Do you want to be your own boss but don’t have the capital to start? Do you have a big idea but don’t know how to sell it? These five innovative Filipino startups are bound to inspire you. Read on to find out how they made a mark in this very competitive environment, so that one day, you can, too.

Lesson No. 1: Think Global

Even if there are many hurdles in the local e-commerce industry, like low credit card adoption among Filipinos, Galleon ( has managed to position itself as an online shopping destination. It distinguished itself by offering products that are not available in the local market. By getting products from suppliers from different parts of the globe, they were able to cater to the changing tastes of the Filipino consumer. Bottom line: If you find a need in the local market, don’t be limited by local suppliers to fulfill that need.
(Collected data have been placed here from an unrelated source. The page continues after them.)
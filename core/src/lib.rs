//! Acoustic check-in signal generator
//!
//! Encodes a 5-digit hexadecimal code into a near-ultrasonic chirp signal:
//! positional symbol tables, extended Hamming parity, up/down chirps behind a
//! long synchronization chirp, then 16-bit PCM rendering.

pub mod error;
pub mod params;
pub mod symbol;
pub mod hamming;
pub mod chirp;
pub mod assembler;
pub mod renderer;
pub mod encoder;

pub use assembler::AssembledSignal;
pub use chirp::{ChirpSet, ChirpSynthesizer};
pub use encoder::SignalEncoder;
pub use error::{UcheckinError, Result};
pub use hamming::CodedSequence;
pub use params::{SignalMode, SignalParameters};
pub use renderer::{RenderSettings, RenderedAudio};

// Signal defaults
pub const DEFAULT_CENTER_FREQUENCY: f64 = 19_500.0; // Hz
pub const DEFAULT_BANDWIDTH: f64 = 1_000.0; // Hz
pub const DEFAULT_SYMBOL_SAMPLES: usize = 1024;
pub const DEFAULT_SAMPLE_RATE: u32 = 48_000; // Hz
pub const MIN_SYMBOL_SAMPLES: usize = 4;

// Rendering defaults
pub const DEFAULT_INTERVAL_MS: u32 = 500;
pub const DEFAULT_REPEAT: usize = 10;
pub const DEFAULT_VOLUME: f64 = 0.8;
pub const MAX_DURATION_SECS: f64 = 300.0;
/// A 16-bit WAV data chunk holds at most `u32::MAX` bytes
pub const MAX_RENDER_SAMPLES: usize = (u32::MAX / 2) as usize;

// Message layout
pub const BITS_PER_SYMBOL: usize = 4;
pub const CHARS_PER_MESSAGE: usize = 5;
pub const USEFUL_BITS: usize = BITS_PER_SYMBOL * CHARS_PER_MESSAGE; // 20

// Waveform shaping
pub const SYNC_CHIRP_FACTOR: usize = 4; // sync chirp lasts 4 symbols
pub const TUKEY_ALPHA: f64 = 0.5;
pub const PCM_FULL_SCALE: f64 = 32767.0;

/// Strides of the overall-parity bits appended after the Hamming block
pub const CHUNK_PARITY_STRIDES: [usize; 2] = [4, 8];
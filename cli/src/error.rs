use thiserror::Error;
use ucheckin_core::UcheckinError;

#[derive(Debug, Error)]
pub enum CliError {
    #[error(transparent)]
    Signal(#[from] UcheckinError),

    #[error("WAV error: {0}")]
    Wav(#[from] hound::Error),

    #[error("I/O error: {0}")]
    Io(#[from] std::io::Error),
}
use std::fmt;

use log::warn;

use crate::error::{Result, UcheckinError};
use crate::{
    DEFAULT_BANDWIDTH, DEFAULT_CENTER_FREQUENCY, DEFAULT_SAMPLE_RATE, DEFAULT_SYMBOL_SAMPLES,
    MIN_SYMBOL_SAMPLES,
};

/// Signal family. Only UCheck.in is implemented; Wi-Us is reserved.
#[derive(Debug, Clone, Copy, PartialEq, Eq, Default)]
pub enum SignalMode {
    #[default]
    UCheckIn = 0,
    WiUs = 1,
}

impl TryFrom<u8> for SignalMode {
    type Error = UcheckinError;

    fn try_from(value: u8) -> Result<Self> {
        match value {
            0 => Ok(SignalMode::UCheckIn),
            1 => Ok(SignalMode::WiUs),
            other => Err(UcheckinError::InvalidParameter(format!(
                "signal mode must be 0 or 1 (got {other})"
            ))),
        }
    }
}

impl fmt::Display for SignalMode {
    fn fmt(&self, f: &mut fmt::Formatter<'_>) -> fmt::Result {
        write!(f, "{}", *self as u8)
    }
}

/// Fixed physical parameters of a chirp signal
#[derive(Debug, Clone, PartialEq)]
pub struct SignalParameters {
    center_frequency: f64,
    bandwidth: f64,
    symbol_duration: usize,
    sample_rate: u32,
    mode: SignalMode,
}

impl SignalParameters {
    /// # Arguments
    /// * `center_frequency` - Chirp center frequency in Hz
    /// * `bandwidth` - Sweep width in Hz
    /// * `symbol_duration` - Samples per data chirp
    /// * `sample_rate` - Output sample rate in Hz
    /// * `mode` - Signal family
    pub fn new(
        center_frequency: f64,
        bandwidth: f64,
        symbol_duration: usize,
        sample_rate: u32,
        mode: SignalMode,
    ) -> Result<Self> {
        if !(center_frequency.is_finite() && center_frequency > 0.0) {
            return Err(UcheckinError::InvalidParameter(format!(
                "center frequency must be a positive number of Hz (got {center_frequency})"
            )));
        }
        if !(bandwidth.is_finite() && bandwidth > 0.0) {
            return Err(UcheckinError::InvalidParameter(format!(
                "bandwidth must be a positive number of Hz (got {bandwidth})"
            )));
        }
        if symbol_duration < MIN_SYMBOL_SAMPLES {
            return Err(UcheckinError::InvalidParameter(format!(
                "symbol duration must be at least {MIN_SYMBOL_SAMPLES} samples (got {symbol_duration})"
            )));
        }
        if sample_rate == 0 {
            return Err(UcheckinError::InvalidParameter(
                "sample rate must be positive".to_string(),
            ));
        }

        let top = center_frequency + bandwidth / 2.0;
        let nyquist = sample_rate as f64 / 2.0;
        if top >= nyquist {
            warn!(
                "chirp band reaches {:.0} Hz, above the {:.0} Hz Nyquist limit; output will alias",
                top, nyquist
            );
        }

        Ok(Self {
            center_frequency,
            bandwidth,
            symbol_duration,
            sample_rate,
            mode,
        })
    }

    pub fn center_frequency(&self) -> f64 {
        self.center_frequency
    }

    pub fn bandwidth(&self) -> f64 {
        self.bandwidth
    }

    pub fn symbol_duration(&self) -> usize {
        self.symbol_duration
    }

    pub fn sample_rate(&self) -> u32 {
        self.sample_rate
    }

    pub fn mode(&self) -> SignalMode {
        self.mode
    }
}

impl Default for SignalParameters {
    fn default() -> Self {
        Self {
            center_frequency: DEFAULT_CENTER_FREQUENCY,
            bandwidth: DEFAULT_BANDWIDTH,
            symbol_duration: DEFAULT_SYMBOL_SAMPLES,
            sample_rate: DEFAULT_SAMPLE_RATE,
            mode: SignalMode::UCheckIn,
        }
    }
}
use std::fs;
use std::path::PathBuf;
use std::process::{Command, Output};

fn test_dir(name: &str) -> PathBuf {
    let dir = std::env::temp_dir().join(format!("ucheckin-cli-{}-{}", name, std::process::id()));
    fs::create_dir_all(&dir).expect("Failed to create test directory");
    dir
}

fn run_ucheckin(args: &[&str]) -> Output {
    Command::new(env!("CARGO_BIN_EXE_ucheckin"))
        .args(args)
        .output()
        .expect("Failed to execute ucheckin")
}

fn combined_output(output: &Output) -> String {
    String::from_utf8_lossy(&output.stderr).to_string() + &String::from_utf8_lossy(&output.stdout)
}

fn wav_files(dir: &PathBuf) -> Vec<PathBuf> {
    fs::read_dir(dir)
        .unwrap()
        .map(|entry| entry.unwrap().path())
        .collect()
}

#[test]
fn test_default_run() {
    let dir = test_dir("default");
    let output = run_ucheckin(&["--output-dir", dir.to_str().unwrap()]);
    assert!(output.status.success(), "{}", combined_output(&output));

    let text = combined_output(&output);
    assert!(text.contains("Encoded 15973"), "unexpected output: {}", text);

    let path = dir.join("15973.wav");
    assert!(path.exists(), "Output file was not created");

    let reader = hound::WavReader::open(&path).unwrap();
    let spec = reader.spec();
    assert_eq!(spec.channels, 1);
    assert_eq!(spec.sample_rate, 48_000);
    assert_eq!(spec.bits_per_sample, 16);
    // 10 x (1024 + 4096 + 27 * 1024 + 24000)
    assert_eq!(reader.len(), 567_680);

    fs::remove_dir_all(&dir).ok();
}

#[test]
fn test_positional_parameters() {
    let dir = test_dir("positional");
    let output = run_ucheckin(&[
        "ABCDE",
        "18",
        "44.1",
        "100",
        "2",
        "50",
        "--output-dir",
        dir.to_str().unwrap(),
    ]);
    assert!(output.status.success(), "{}", combined_output(&output));

    let mut reader = hound::WavReader::open(dir.join("ABCDE.wav")).unwrap();
    assert_eq!(reader.spec().sample_rate, 44_100);
    assert_eq!(reader.len(), 2 * (32_768 + 4_410));

    // 50 % volume: peak is half of full scale
    let peak = reader
        .samples::<i16>()
        .map(|s| s.unwrap().unsigned_abs())
        .max()
        .unwrap();
    assert_eq!(peak, 16_384);

    fs::remove_dir_all(&dir).ok();
}

#[test]
fn test_duration_option() {
    let dir = test_dir("duration");
    let output = run_ucheckin(&["15973", "--duration", "5", "--output-dir", dir.to_str().unwrap()]);
    assert!(output.status.success(), "{}", combined_output(&output));

    let reader = hound::WavReader::open(dir.join("15973.wav")).unwrap();
    assert_eq!(reader.len(), 4 * (32_768 + 24_000));

    fs::remove_dir_all(&dir).ok();
}

#[test]
fn test_excessive_duration_is_rejected() {
    let dir = test_dir("long-duration");
    for duration in ["1e300", "100000"] {
        let output = run_ucheckin(&["15973", "--duration", duration, "--output-dir", dir.to_str().unwrap()]);
        assert!(!output.status.success());
        assert!(
            combined_output(&output).contains("Duration must be between 0 and 300 seconds"),
            "unexpected output: {}",
            combined_output(&output)
        );
    }
    assert!(wav_files(&dir).is_empty());

    fs::remove_dir_all(&dir).ok();
}

#[test]
fn test_invalid_message_writes_nothing() {
    let dir = test_dir("invalid-message");
    let output = run_ucheckin(&["1597G", "--output-dir", dir.to_str().unwrap()]);
    assert!(!output.status.success());
    assert!(
        combined_output(&output).contains("Invalid message"),
        "unexpected output: {}",
        combined_output(&output)
    );
    assert!(wav_files(&dir).is_empty());

    fs::remove_dir_all(&dir).ok();
}

#[test]
fn test_invalid_render_settings() {
    let dir = test_dir("invalid-settings");

    let output = run_ucheckin(&["15973", "19.5", "48", "500", "0", "--output-dir", dir.to_str().unwrap()]);
    assert!(!output.status.success());
    assert!(combined_output(&output).contains("Repetition must be at least 1"));

    let output = run_ucheckin(&[
        "15973",
        "19.5",
        "48",
        "500",
        "10",
        "150",
        "--output-dir",
        dir.to_str().unwrap(),
    ]);
    assert!(!output.status.success());
    assert!(combined_output(&output).contains("Volume must be between 0 and 1"));

    assert!(wav_files(&dir).is_empty());
    fs::remove_dir_all(&dir).ok();
}

#[test]
fn test_reserved_mode() {
    let dir = test_dir("mode");
    let output = run_ucheckin(&["--mode", "1", "--output-dir", dir.to_str().unwrap()]);
    assert!(!output.status.success());
    assert!(combined_output(&output).contains("mode 1 not implemented yet"));
    assert!(wav_files(&dir).is_empty());

    fs::remove_dir_all(&dir).ok();
}
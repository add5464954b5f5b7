use std::fs;
use std::io::{Cursor, Seek, Write};
use std::path::{Path, PathBuf};

use hound::{SampleFormat, WavSpec, WavWriter};
use ucheckin_core::RenderedAudio;

use crate::error::CliError;

/// Mono 16-bit PCM at the rendered sample rate
pub fn wav_spec(sample_rate: u32) -> WavSpec {
    WavSpec {
        channels: 1,
        sample_rate,
        bits_per_sample: 16,
        sample_format: SampleFormat::Int,
    }
}

fn write_samples<W: Write + Seek>(writer: W, audio: &RenderedAudio) -> Result<(), hound::Error> {
    let mut writer = WavWriter::new(writer, wav_spec(audio.sample_rate))?;
    for &sample in &audio.samples {
        writer.write_sample(sample)?;
    }
    writer.finalize()
}

fn partial_path(path: &Path) -> PathBuf {
    let mut name = path.file_name().unwrap_or_default().to_os_string();
    name.push(".part");
    path.with_file_name(name)
}

/// Write `audio` to `path`
///
/// The file is written next to its destination and renamed into place once
/// complete, so a failed write never leaves a truncated WAV behind.
pub fn write_wav(path: &Path, audio: &RenderedAudio) -> Result<(), CliError> {
    let partial = partial_path(path);
    let result = fs::File::create(&partial)
        .map_err(CliError::from)
        .and_then(|file| {
            write_samples(std::io::BufWriter::new(file), audio).map_err(CliError::from)
        })
        .and_then(|()| fs::rename(&partial, path).map_err(CliError::from));

    if result.is_err() {
        let _ = fs::remove_file(&partial);
    }
    result
}

/// Encode `audio` as an in-memory WAV file
pub fn wav_bytes(audio: &RenderedAudio) -> Result<Vec<u8>, CliError> {
    let mut cursor = Cursor::new(Vec::with_capacity(44 + audio.samples.len() * 2));
    write_samples(&mut cursor, audio)?;
    Ok(cursor.into_inner())
}
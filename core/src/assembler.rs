use log::debug;

use crate::chirp::ChirpSet;
use crate::error::{Result, UcheckinError};
use crate::SYNC_CHIRP_FACTOR;

/// One complete transmission: silence, sync chirp, then one chirp per bit
#[derive(Debug, Clone, PartialEq)]
pub struct AssembledSignal {
    samples: Vec<f64>,
    symbol_count: usize,
}

impl AssembledSignal {
    pub fn samples(&self) -> &[f64] {
        &self.samples
    }

    pub fn len(&self) -> usize {
        self.samples.len()
    }

    pub fn is_empty(&self) -> bool {
        self.samples.is_empty()
    }

    /// Number of data chirps following the sync chirp
    pub fn symbol_count(&self) -> usize {
        self.symbol_count
    }

    pub fn into_samples(self) -> Vec<f64> {
        self.samples
    }
}

/// Number of samples consecutive data chirps share
pub fn overlap_samples(symbol_duration: usize, overlap_fraction: f64) -> Result<usize> {
    if !(0.0..1.0).contains(&overlap_fraction) {
        return Err(UcheckinError::InvalidParameter(format!(
            "overlap must be in [0, 1) (got {overlap_fraction})"
        )));
    }
    let overlap = (symbol_duration as f64 * overlap_fraction).round() as usize;
    if symbol_duration > 0 && overlap >= symbol_duration {
        return Err(UcheckinError::InvalidParameter(format!(
            "overlap {overlap_fraction} rounds to a whole {symbol_duration}-sample chirp"
        )));
    }
    Ok(overlap)
}

/// Closed-form buffer length for `symbol_count` data chirps
pub fn assembled_len(symbol_duration: usize, symbol_count: usize, overlap: usize) -> usize {
    let leading = symbol_duration + SYNC_CHIRP_FACTOR * symbol_duration;
    let message = symbol_count * symbol_duration;
    leading + message - overlap * symbol_count.saturating_sub(1)
}

/// Lay out `bits` as chirps behind a leading silence and the sync chirp
///
/// Overlapping chirps are summed, not overwritten.
pub fn assemble(
    bits: &[u8],
    chirps: &ChirpSet,
    symbol_duration: usize,
    overlap_fraction: f64,
) -> Result<AssembledSignal> {
    if chirps.up.len() != symbol_duration || chirps.down.len() != symbol_duration {
        return Err(UcheckinError::InvalidParameter(format!(
            "data chirps must last {symbol_duration} samples"
        )));
    }
    if chirps.sync.len() != SYNC_CHIRP_FACTOR * symbol_duration {
        return Err(UcheckinError::InvalidParameter(format!(
            "sync chirp must last {} samples",
            SYNC_CHIRP_FACTOR * symbol_duration
        )));
    }

    let overlap = overlap_samples(symbol_duration, overlap_fraction)?;
    let size = assembled_len(symbol_duration, bits.len(), overlap);
    let mut samples = vec![0.0; size];

    let mut cursor = symbol_duration + chirps.sync.len();
    samples[symbol_duration..cursor].copy_from_slice(&chirps.sync);

    for &bit in bits {
        let chirp = if bit == 1 { &chirps.up } else { &chirps.down };
        for (dst, &src) in samples[cursor..cursor + symbol_duration]
            .iter_mut()
            .zip(chirp.iter())
        {
            *dst += src;
        }
        cursor += symbol_duration - overlap;
    }

    debug!(
        "assembled {} symbols into {} samples (overlap {})",
        bits.len(),
        size,
        overlap
    );

    Ok(AssembledSignal {
        samples,
        symbol_count: bits.len(),
    })
}

#[cfg(test)]
mod tests {
    use super::*;

    fn test_chirps(symbol_duration: usize) -> ChirpSet {
        ChirpSet {
            sync: vec![0.5; SYNC_CHIRP_FACTOR * symbol_duration],
            up: vec![1.0; symbol_duration],
            down: vec![-1.0; symbol_duration],
        }
    }

    #[test]
    fn test_length_without_overlap() {
        let chirps = test_chirps(16);
        let signal = assemble(&[1, 0, 1], &chirps, 16, 0.0).unwrap();
        assert_eq!(signal.len(), 16 + 64 + 3 * 16);
        assert_eq!(signal.len(), assembled_len(16, 3, 0));
        assert_eq!(signal.symbol_count(), 3);
    }

    #[test]
    fn test_layout() {
        let chirps = test_chirps(4);
        let signal = assemble(&[1, 0], &chirps, 4, 0.0).unwrap();
        let s = signal.samples();
        assert!(s[..4].iter().all(|&x| x == 0.0));
        assert!(s[4..20].iter().all(|&x| x == 0.5));
        assert!(s[20..24].iter().all(|&x| x == 1.0));
        assert!(s[24..28].iter().all(|&x| x == -1.0));
    }

    #[test]
    fn test_overlap_accumulates() {
        let chirps = test_chirps(4);
        // 4 * 0.5 = 2 shared samples between neighbours
        let signal = assemble(&[1, 1, 0], &chirps, 4, 0.5).unwrap();
        assert_eq!(signal.len(), assembled_len(4, 3, 2));
        assert_eq!(signal.len(), 4 + 16 + 12 - 4);

        let s = &signal.samples()[20..];
        assert_eq!(s, &[1.0, 1.0, 2.0, 2.0, 0.0, 0.0, -1.0, -1.0]);
    }

    #[test]
    fn test_invalid_overlap() {
        let chirps = test_chirps(4);
        for overlap in [-0.1, 1.0, f64::NAN] {
            assert!(matches!(
                assemble(&[1], &chirps, 4, overlap),
                Err(UcheckinError::InvalidParameter(_))
            ));
        }
    }

    #[test]
    fn test_overlap_rounding_to_full_chirp() {
        assert!(overlap_samples(4, 0.875).is_err());
        assert!(overlap_samples(1024, 0.9996).is_err());
        assert_eq!(overlap_samples(4, 0.8), Ok(3));
        assert_eq!(overlap_samples(1024, 0.999), Ok(1023));

        let chirps = test_chirps(4);
        assert!(matches!(
            assemble(&[1, 0, 1], &chirps, 4, 0.875),
            Err(UcheckinError::InvalidParameter(_))
        ));
    }

    #[test]
    fn test_mismatched_chirps() {
        let chirps = test_chirps(4);
        assert!(assemble(&[1], &chirps, 8, 0.0).is_err());
    }
}
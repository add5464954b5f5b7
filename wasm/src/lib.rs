use wasm_bindgen::prelude::*;
use ucheckin_core::{RenderSettings, SignalEncoder, SignalMode, SignalParameters};
use ucheckin_core::{DEFAULT_BANDWIDTH, DEFAULT_SYMBOL_SAMPLES};

#[wasm_bindgen]
pub struct WasmSignalEncoder {
    inner: SignalEncoder,
}

#[wasm_bindgen]
impl WasmSignalEncoder {
    #[wasm_bindgen(constructor)]
    pub fn new(center_frequency: f64, sample_rate: u32) -> Result<WasmSignalEncoder, JsValue> {
        SignalParameters::new(
            center_frequency,
            DEFAULT_BANDWIDTH,
            DEFAULT_SYMBOL_SAMPLES,
            sample_rate,
            SignalMode::UCheckIn,
        )
        .and_then(SignalEncoder::new)
        .map(|encoder| WasmSignalEncoder { inner: encoder })
        .map_err(|e| JsValue::from_str(&e.to_string()))
    }

    /// Render a check-in code to 16-bit PCM
    /// Returns an Int16Array at the encoder's sample rate
    #[wasm_bindgen]
    pub fn render(
        &self,
        message: &str,
        interval_ms: u32,
        repeat: usize,
        volume: f64,
    ) -> Result<Vec<i16>, JsValue> {
        let settings = RenderSettings {
            interval_ms,
            repeat,
            volume,
        };
        self.inner
            .render(message, &settings)
            .map(|audio| audio.samples)
            .map_err(|e| JsValue::from_str(&e.to_string()))
    }

    #[wasm_bindgen(getter, js_name = sampleRate)]
    pub fn sample_rate(&self) -> u32 {
        self.inner.params().sample_rate()
    }

    #[wasm_bindgen(js_name = fileName)]
    pub fn file_name(message: &str) -> String {
        SignalEncoder::file_name(message)
    }
}
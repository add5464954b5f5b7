use log::debug;

use crate::assembler::{self, AssembledSignal};
use crate::chirp::{ChirpSet, ChirpSynthesizer};
use crate::error::{Result, UcheckinError};
use crate::hamming::{self, CodedSequence};
use crate::params::{SignalMode, SignalParameters};
use crate::renderer::{self, RenderSettings, RenderedAudio};
use crate::symbol;
use crate::CHARS_PER_MESSAGE;

/// Check-in signal encoder
///
/// Synthesizes the elementary chirps once; each message then only goes
/// through symbol mapping, parity coding, assembly and rendering.
#[derive(Debug)]
pub struct SignalEncoder {
    params: SignalParameters,
    chirps: ChirpSet,
    overlap_fraction: f64,
}

impl SignalEncoder {
    pub fn new(params: SignalParameters) -> Result<Self> {
        if params.mode() != SignalMode::UCheckIn {
            return Err(UcheckinError::ModeNotImplemented(params.mode()));
        }
        let chirps = ChirpSynthesizer::new(&params).synthesize_set()?;
        Ok(Self {
            params,
            chirps,
            overlap_fraction: 0.0,
        })
    }

    pub fn params(&self) -> &SignalParameters {
        &self.params
    }

    pub fn chirps(&self) -> &ChirpSet {
        &self.chirps
    }

    pub fn overlap(&self) -> f64 {
        self.overlap_fraction
    }

    /// Share a fraction of each data chirp with the next one (default 0)
    pub fn set_overlap(&mut self, fraction: f64) -> Result<()> {
        assembler::overlap_samples(self.params.symbol_duration(), fraction)?;
        self.overlap_fraction = fraction;
        Ok(())
    }

    /// Symbol mapping followed by parity coding
    pub fn encode_bits(&self, message: &str) -> Result<CodedSequence> {
        validate_message(message)?;
        let bits = symbol::encode_message(message)?;
        Ok(hamming::encode(&bits))
    }

    /// Build one transmission of `message`
    pub fn assemble(&self, message: &str) -> Result<AssembledSignal> {
        let coded = self.encode_bits(message)?;
        debug!("message {} -> {} coded bits", message, coded.len());
        assembler::assemble(
            coded.bits(),
            &self.chirps,
            self.params.symbol_duration(),
            self.overlap_fraction,
        )
    }

    /// Build the full PCM buffer for `message`
    pub fn render(&self, message: &str, settings: &RenderSettings) -> Result<RenderedAudio> {
        settings.validate()?;
        let signal = self.assemble(message)?;
        renderer::render(signal.samples(), self.params.sample_rate(), settings)
    }

    /// Repeat count that fills `duration_secs` with whole transmissions
    ///
    /// Only the signal length is needed, so nothing is assembled.
    pub fn repeats_to_fill(&self, message: &str, duration_secs: f64, interval_ms: u32) -> Result<usize> {
        let coded = self.encode_bits(message)?;
        let symbol_duration = self.params.symbol_duration();
        let overlap = assembler::overlap_samples(symbol_duration, self.overlap_fraction)?;
        renderer::repeats_to_fill(
            duration_secs,
            assembler::assembled_len(symbol_duration, coded.len(), overlap),
            interval_ms,
            self.params.sample_rate(),
        )
    }

    /// Name of the WAV file generated for `message`
    pub fn file_name(message: &str) -> String {
        format!("{message}.wav")
    }
}

/// Messages are exactly `CHARS_PER_MESSAGE` hexadecimal digits
pub fn validate_message(message: &str) -> Result<()> {
    let len = message.chars().count();
    if len != CHARS_PER_MESSAGE {
        return Err(UcheckinError::InvalidMessage(format!(
            "Signal {message} must have {CHARS_PER_MESSAGE} hex characters (got {len})"
        )));
    }
    if let Some(c) = message.chars().find(|c| !c.is_ascii_hexdigit()) {
        return Err(UcheckinError::InvalidMessage(format!(
            "'{c}' is not a hexadecimal digit"
        )));
    }
    Ok(())
}
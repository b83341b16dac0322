use itnavi_config::Postgres;
use itnavi_storage::db::Db;
use itnavi_testkit::TestDatabase;

#[tokio::test]
#[ignore = "Requires external Postgres. Set ITNAVI_PG_DSN to run."]
async fn db_connects_and_bootstraps() {
	let Some(base_dsn) = itnavi_testkit::env_dsn() else {
		eprintln!("Skipping db_connects_and_bootstraps; set ITNAVI_PG_DSN to run this test.");

		return;
	};
	let test_db = TestDatabase::new(&base_dsn).await.expect("Failed to create test database.");
	let cfg = Postgres { dsn: test_db.dsn().to_string(), pool_max_conns: 1 };
	let db = Db::connect(&cfg).await.expect("Failed to connect to Postgres.");

	db.ensure_schema().await.expect("Failed to ensure schema.");

	for table in ["m_case", "m_talent", "t_search", "d_search", "t_document", "t_agent_request"] {
		let count: i64 = sqlx::query_scalar(
			"SELECT count(*) FROM information_schema.tables WHERE table_name = $1",
		)
		.bind(table)
		.fetch_one(&db.pool)
		.await
		.expect("Failed to query schema tables.");

		assert_eq!(count, 1, "missing table {table}");
	}

	// Idempotent re-application.
	db.ensure_schema().await.expect("Failed to re-apply schema.");
	test_db.cleanup().await.expect("Failed to cleanup test database.");
}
Lesson No. 2: Look to Consumers to Fund Good Ideas

There’s no need to chase business moguls to get the funding you need. If you have an excellent idea, you can sell it directly to your future customers to make that business idea a reality. These days, crowdfunding is the way to go. Tactile ( is the first Filipino company to get successfully funded in the popular crowdfunding site, Indiegogo. They were able to raise 109 percent of their target funding for their project, IQube. IQube is an electronic learning toy where you combine cubes with different functions to learn the basics of electronics. Tactile created a campaign around this product that targeted global consumers instead of just engaging potential investors in the Philippines.

Lesson No. 3: Do It Like a Rockstar

ORitmo Learning Lab ( is a technology startup focused on early child development. They published the Joomajam sing-along mobile app where children can learn about colors, reading, and numbers by singing along to kid-friendly music videos. What sets Joomajam apart from other educational applications is that the songs they produced were performed by popular OPM artists like The Dawn, Barbie Almalbis, and Jolina Magdangal. They were able to get users to download their application by using familiar personalities who are admired by the parents, who in turn, wanted to share their love of music with their kids. Like Ritmo, you, too, could find the unique feature of your product that would become its edge over other similar offerings in the market.

Lesson No. 4: Follow the Crowd

The Philippines has one of the highest usage of social media in terms of time spent per day. Rappler ( was able to build their brand by delivering news that appealed to those on social media. By providing shareable content that is relevant to netizens, Rappler now has 3.3 million followers and has expanded its reach to Indonesia. They have also incorporated some features like the mood meter where readers can provide their reactions to the story they just read. This means of getting user feedback helps Rappler improve their editorial content.

Lesson No. 5: Don’t Be Scared to Start from Zero

Internet start-up Xurpas ( was able to raise six billion pesos when they went public in 2014. The three founders of the technology solutions company became billionaires overnight. But Xurpas wasn’t built by business veterans. They were created by the trio when they were still in their 20s. They started operations in a garage with just PhP62,500 as starting capital. After the IPO, the group focused on expanding the business. So far, they’ve bought out other companies worth hundreds of millions of pesos in order to support their expansion plans.